Queries at the speed of thought. Fastest possible data dashboards
Phase 1: JAMstack driven dashboards for real-time decisions and analysis. These work really fast so that users don’t have to wait for ages to get their insights

Phase 2: JS-based data science libraries. Discover correlations. Automatically create reports. Basic data modeling etc. Also, frameworks for in-browser simulation
Phase 3: Alerts. Chat/voice-based interfaces etc. Also APIs and command-line interfaces
1. How big is this idea?
Short-term
Right now, it can really help analysts, investors, researchers, journalists, and business executives understand, model, and respond to situations quickly
$2000/month x 10 customers. Doesn’t matter how many users or what the usage is like. Customers get a shit ton of value
List of potential customers
Media Companies
Times of India
Straits Times
Channel News Asia
News18
India Today
Universities
NUS
SMU
NTU
Harvard
Yale
Princeton
Stanford
MIT
Brown
Columbia
IIMA
IIMB
IIMC
(And literally hundreds more)
Think Tanks and Lobbyists
Brookings
NUS ISAS
Cato Institute
Carnegie Institute
American Chamber of Commerce
British Chamber of Commerce
Indian Chamber of Commerce
Australian Chamber of Commerce
(And many more)
Investment Firms and Banks
DBS
OCBC
UOB
Citibank
Standard Chartered
Goldman Sachs
Morgan Stanley
KKR
Blackrock
Blackstone
Sequoia
Lightspeed
HDFC
ICICI
Kotak
(And many more)
Government departments
Singapore MFA
Singapore MTI
Singapore MINDEF
India MEA
India Defence
Large corporates
Singtel
Starhub
Grab
Airtel
Maruti
TATA Steel
(And many more)
At the start, our differentiation will be bundling. Basically, a cheap buffet to serve large and very hungry customers
2. Why am I the right person to work on this?

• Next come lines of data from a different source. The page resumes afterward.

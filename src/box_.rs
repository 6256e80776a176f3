use crate::error::{Error, Result};

/// Periodic simulation box
#[derive(Clone, Debug)]
pub struct Box_ {
    size: [f64; 2],
}

impl Box_ {
    pub fn new(size: [f64; 2]) -> Result<Self> {
        if size.iter().any(|&s| s <= 0.0) {
            return Err(Error::Configuration(format!(
                "box size should be positive in every dimension, found {:?}",
                size
            )));
        }
        Ok(Self { size })
    }
    pub fn size(&self) -> &[f64; 2] {
        &self.size
    }
    /// Map a position onto its canonical image in [0, size).
    pub fn wrap(&self, position: &mut [f64; 2]) {
        for d in 0..2 {
            position[d] = position[d].rem_euclid(self.size[d]);
            // rem_euclid can land exactly on the upper edge for tiny
            // negative inputs
            if position[d] >= self.size[d] {
                position[d] -= self.size[d];
            }
        }
    }
    /// Reduce a displacement to its minimum periodic image.
    pub fn minimum_image(&self, separation: &mut [f64; 2]) {
        for d in 0..2 {
            separation[d] -= self.size[d] * (separation[d] / self.size[d]).round();
        }
    }
    /// Minimum-image vector from `a` to `b`.
    pub fn separation(&self, a: &[f64; 2], b: &[f64; 2]) -> [f64; 2] {
        let mut sep = [b[0] - a[0], b[1] - a[1]];
        self.minimum_image(&mut sep);
        sep
    }
}

#[cfg(test)]
mod tests {
    use super::*;

    #[test]
    fn rejects_non_positive_dimensions() {
        assert!(Box_::new([0.0, 10.0]).is_err());
        assert!(Box_::new([10.0, -1.0]).is_err());
    }

    #[test]
    fn wrap_is_idempotent() {
        let box_ = Box_::new([10.0, 20.0]).unwrap();
        for start in [[-3.2, 75.9], [10.0, 20.0], [-1e-18, 1e6], [9.99, -0.01]] {
            let mut once = start;
            box_.wrap(&mut once);
            let mut twice = once;
            box_.wrap(&mut twice);
            assert_eq!(once, twice);
            assert!(once[0] >= 0.0 && once[0] < 10.0);
            assert!(once[1] >= 0.0 && once[1] < 20.0);
        }
    }

    #[test]
    fn separation_uses_the_minimum_image() {
        let box_ = Box_::new([10.0, 10.0]).unwrap();
        let sep = box_.separation(&[0.5, 5.0], &[9.7, 5.0]);
        assert!((sep[0] + 0.8).abs() < 1e-12);
        assert!(sep[1].abs() < 1e-12);
    }

    #[test]
    fn separation_magnitude_is_at_most_half_the_box() {
        let box_ = Box_::new([10.0, 6.0]).unwrap();
        for a in [[0.0, 0.0], [1.2, 5.9], [9.9, 3.0]] {
            for b in [[5.0, 3.0], [9.6, 0.1], [0.4, 5.5]] {
                let sep = box_.separation(&a, &b);
                assert!(sep[0].abs() <= 5.0 + 1e-12);
                assert!(sep[1].abs() <= 3.0 + 1e-12);
            }
        }
    }

    #[test]
    fn separation_is_invariant_under_period_shifts() {
        let box_ = Box_::new([10.0, 10.0]).unwrap();
        let reference = box_.separation(&[2.0, 3.0], &[8.5, 1.0]);
        let shifted = box_.separation(&[12.0, 3.0], &[8.5, -19.0]);
        assert!((reference[0] - shifted[0]).abs() < 1e-12);
        assert!((reference[1] - shifted[1]).abs() < 1e-12);
    }
}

I have a lot of experience in the field (since 2014). I have consulted with media companies, think tanks, government agencies, and large organisations and know their needs. I also ran Loki and Popper — two awesome companies that worked in this field
Additionally, I can get products up very quickly, intuitively get the importance of the JAMStack, and have a good eye for and network of talent
3. What the headwinds and tailwinds that I have?
Headwinds
- Departments are currently balkanized and comfortable with balkanized tools. They may want to protect what they perceive as their turf and not want to use our tools
- Asian companies don’t have a culture of paying for commercial licenses for open-source tools
- Will be difficult to compete with copycats that will inevitably emerge
- Employees are not empowered to ask companies to buy tools in Asia
- People may perpetually be stuck on using our free tools, and we may never be able to monetise properly
Tailwinds
- Open-source software is increasingly being favoured in the enterprise
- Asia is increasingly following western practices and empowering employees — specially new tech-focused companies
- JAMStack is rising, and is currently the most efficient way to create apps and services
- Appreciation for data-driven search and decision making is growing everywhere
- Public data is increasingly getting richer everywhere
4. What are our flywheels?
- Becoming the industry standard. Free access to university students (and maybe journalists?) so that we become an industry standard and have a huge number of people in the workforce familiar with our tools
- Customers keep getting more value for the same price as we add even more data sources
- All our costs are fixed. So we can have an even better experience for customers without increasing variable costs as more customers are added
- Free indicators and reports released every month that the industry begins to rely on
5. What alternative ways to we have to monetise? What is the optimal way among these?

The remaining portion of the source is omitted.